Well, that didn’t last long. And I don’t think any of us saw it coming. Qwikster is dead, and a dual-service Netflix is here to stay. I can’t help thinking this backtracking is a mistake, but I’m clearly in the minority.
Last month Netflix revealed plans to split the two sides of its business, with streaming remaining at Netflix, DVDs-by-mail moving to Qwikster. Many customers hated the idea, bemoaning the fact it meant dealing with two different companies to receive both services.
However, many analysts took a more objective view on the move, and realized that it made perfect sense in the longterm. Unfortunately that didn’t do the company any good in the short-term, with its stock price tanking, and many customers making plans to cancel their Netflix subscription.
Would Reed Hastings and his board have the confidence to ride out the storm? To remain resolute in the face of bitching from all sides? Knowing that this was the correct thing to do? Er, no. Unfortunately not. Hastings has capitulated, and he may end up regretting doing so.
Qwikster Is Dead…
In a blog post this morning, Hastings announced that, “DVDs will be staying at netflix.com,” and explained:
“It is clear that for many of our members two websites would make things more difficult, so we are going to keep Netflix as one place to go for streaming and DVDs. This means no change: one website, one account, one password… in other words, no Qwikster. While the July price change was necessary, we are now done with price changes.”
Wow. That’s a huge admission of failure right there. It’s saying that we embarked on a strategy we believed was right but changed our minds when the customers started moaning. It could be argued that this is a company listening to its customers and responding to their anguished cries, but few companies succeed when they let their customers dictate business decisions.

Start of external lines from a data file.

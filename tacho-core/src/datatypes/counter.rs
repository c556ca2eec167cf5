//! Big-endian unsigned counters narrower than 32 bits

use crate::error::{expect_length, TachoError, TachoResult};
use serde::{Deserialize, Serialize};
use std::fmt;

/// Decode a 2-byte big-endian counter
pub fn decode_u16(context: &'static str, data: &[u8]) -> TachoResult<u16> {
    expect_length(context, data, 2)?;
    Ok(u16::from_be_bytes([data[0], data[1]]))
}

/// Decode a 3-byte big-endian counter
pub fn decode_u24(context: &'static str, data: &[u8]) -> TachoResult<u32> {
    expect_length(context, data, 3)?;
    Ok(u32::from_be_bytes([0, data[0], data[1], data[2]]))
}

/// Encode a 3-byte big-endian counter
///
/// # Errors
/// [`TachoError::ValueTooLarge`] when `value` exceeds 0xFFFFFF.
pub fn encode_u24(context: &'static str, value: u32) -> TachoResult<[u8; 3]> {
    if value > 0xFF_FFFF {
        return Err(TachoError::ValueTooLarge {
            context,
            message: format!("{} does not fit in 24 bits", value),
        });
    }
    let bytes = value.to_be_bytes();
    Ok([bytes[1], bytes[2], bytes[3]])
}

/// Odometer value in km, 3 bytes on the wire
#[derive(Debug, Clone, Copy, PartialEq, Eq, PartialOrd, Ord, Hash, Default, Serialize, Deserialize)]
#[serde(transparent)]
pub struct OdometerShort(u32);

impl OdometerShort {
    pub const LENGTH: usize = 3;
    pub const MAX: u32 = 0xFF_FFFF;

    /// Create an odometer value
    ///
    /// # Errors
    /// [`TachoError::ValueTooLarge`] above [`OdometerShort::MAX`].
    pub fn new(km: u32) -> TachoResult<Self> {
        encode_u24("OdometerShort", km)?;
        Ok(Self(km))
    }

    pub fn km(&self) -> u32 {
        self.0
    }

    pub fn decode(data: &[u8]) -> TachoResult<Self> {
        decode_u24("OdometerShort", data).map(Self)
    }

    pub fn encode(&self) -> TachoResult<[u8; 3]> {
        encode_u24("OdometerShort", self.0)
    }

    /// Distance from `self` to a later reading
    pub fn distance_to(&self, later: OdometerShort) -> u32 {
        later.0.saturating_sub(self.0)
    }
}

impl fmt::Display for OdometerShort {
    fn fmt(&self, f: &mut fmt::Formatter<'_>) -> fmt::Result {
        write!(f, "{} km", self.0)
    }
}

#[cfg(test)]
mod tests {
    use super::*;

    #[test]
    fn test_u24_round_trip() {
        assert_eq!(decode_u24("t", &[0x01, 0x02, 0x03]).unwrap(), 0x010203);
        assert_eq!(encode_u24("t", 0x010203).unwrap(), [0x01, 0x02, 0x03]);
        assert!(encode_u24("t", 0x0100_0000).is_err());
    }

    #[test]
    fn test_counter_rejects_wrong_length() {
        assert!(decode_u16("t", &[0x01]).is_err());
        assert!(decode_u24("t", &[0x01, 0x02, 0x03, 0x04]).is_err());
    }

    #[test]
    fn test_odometer() {
        let begin = OdometerShort::decode(&[0x00, 0x30, 0x39]).unwrap();
        assert_eq!(begin.km(), 12345);
        let end = OdometerShort::new(12400).unwrap();
        assert_eq!(begin.distance_to(end), 55);
        assert_eq!(end.distance_to(begin), 0);
        assert!(OdometerShort::new(OdometerShort::MAX + 1).is_err());
    }
}
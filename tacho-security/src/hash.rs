//! Message digests used by certificate signatures

use serde::{Deserialize, Serialize};
use sha1::Sha1;
use sha2::{Digest, Sha256, Sha384, Sha512};

/// Hash algorithm
#[derive(Debug, Clone, Copy, PartialEq, Eq, Hash, Serialize, Deserialize)]
pub enum HashAlgorithm {
    /// Generation 1 signature recovery
    Sha1,
    Sha256,
    Sha384,
    Sha512,
}

impl HashAlgorithm {
    /// Digest `data`
    pub fn digest(&self, data: &[u8]) -> Vec<u8> {
        match self {
            HashAlgorithm::Sha1 => Sha1::digest(data).to_vec(),
            HashAlgorithm::Sha256 => Sha256::digest(data).to_vec(),
            HashAlgorithm::Sha384 => Sha384::digest(data).to_vec(),
            HashAlgorithm::Sha512 => Sha512::digest(data).to_vec(),
        }
    }

    /// Digest length in bytes
    pub fn output_size(&self) -> usize {
        match self {
            HashAlgorithm::Sha1 => 20,
            HashAlgorithm::Sha256 => 32,
            HashAlgorithm::Sha384 => 48,
            HashAlgorithm::Sha512 => 64,
        }
    }
}
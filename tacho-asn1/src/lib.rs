//! ASN.1 processing for tachograph certificates
//!
//! This crate implements the narrow BER subset needed to read and build
//! card-verifiable certificate bodies: tags (including extended and
//! application tags), definite lengths, TLV slices and object identifiers.

pub use tacho_core::error;

pub mod ber;

pub use ber::{BerDecoder, BerEncoder, BerLength, BerTag, BerTagClass, Tlv};
pub use error::{TachoError, TachoResult};
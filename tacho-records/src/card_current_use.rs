//! CardCurrentUse

use serde::{Deserialize, Serialize};
use tacho_core::datatypes::TimeReal;
use tacho_core::error::expect_length;
use tacho_core::{Canvas, Record, RecordReader, TachoResult, Version};

use crate::vehicle_registration::VehicleRegistrationIdentification;

/// Vehicle the card is currently inserted in
#[derive(Debug, Clone, PartialEq, Eq, Default, Serialize, Deserialize)]
pub struct CardCurrentUse {
    pub session_open_time: Option<TimeReal>,
    pub session_open_vehicle: VehicleRegistrationIdentification,
    #[serde(with = "serde_bytes", default, skip_serializing_if = "Option::is_none")]
    raw_data: Option<Vec<u8>>,
}

impl CardCurrentUse {
    pub const LENGTH: usize = 19;
}

impl Record for CardCurrentUse {
    const NAME: &'static str = "CardCurrentUse";

    fn size(_version: &Version) -> usize {
        Self::LENGTH
    }

    fn decode(data: &[u8], version: &Version) -> TachoResult<Self> {
        expect_length(Self::NAME, data, Self::LENGTH)?;
        let mut reader = RecordReader::new(Self::NAME, data);
        let session_open_time = reader.read_time_real()?;
        let session_open_vehicle = VehicleRegistrationIdentification::decode(
            reader.read_bytes(VehicleRegistrationIdentification::LENGTH)?,
            version,
        )?;
        reader.finish()?;
        Ok(Self {
            session_open_time,
            session_open_vehicle,
            raw_data: Some(data.to_vec()),
        })
    }

    fn encode(&self, version: &Version) -> TachoResult<Vec<u8>> {
        let mut canvas = Canvas::new(Self::NAME, Self::LENGTH, self.raw_data.as_deref());
        canvas.paint_time_real(self.session_open_time)?;
        canvas.paint(
            VehicleRegistrationIdentification::LENGTH,
            &self.session_open_vehicle.encode(version)?,
        )?;
        canvas.finish()
    }

    fn clear_raw_data(&mut self) {
        self.raw_data = None;
        self.session_open_vehicle.clear_raw_data();
    }
}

If people were leaving in droves then I guess there was little option, but I can’t help feeling that had Netflix weathered the storm for a few months then things would have slowly but surely started to improve.
I still think Netflix had the right idea in splitting its business in two, but they clearly fudged the timing and the method employed. Perhaps a better strategy would have been to offer some movement on pricing but still roll out Qwikster. As it is this solves nothing. DVDs are still on the way out, streaming is still the future, and Netflix is still caught between the two.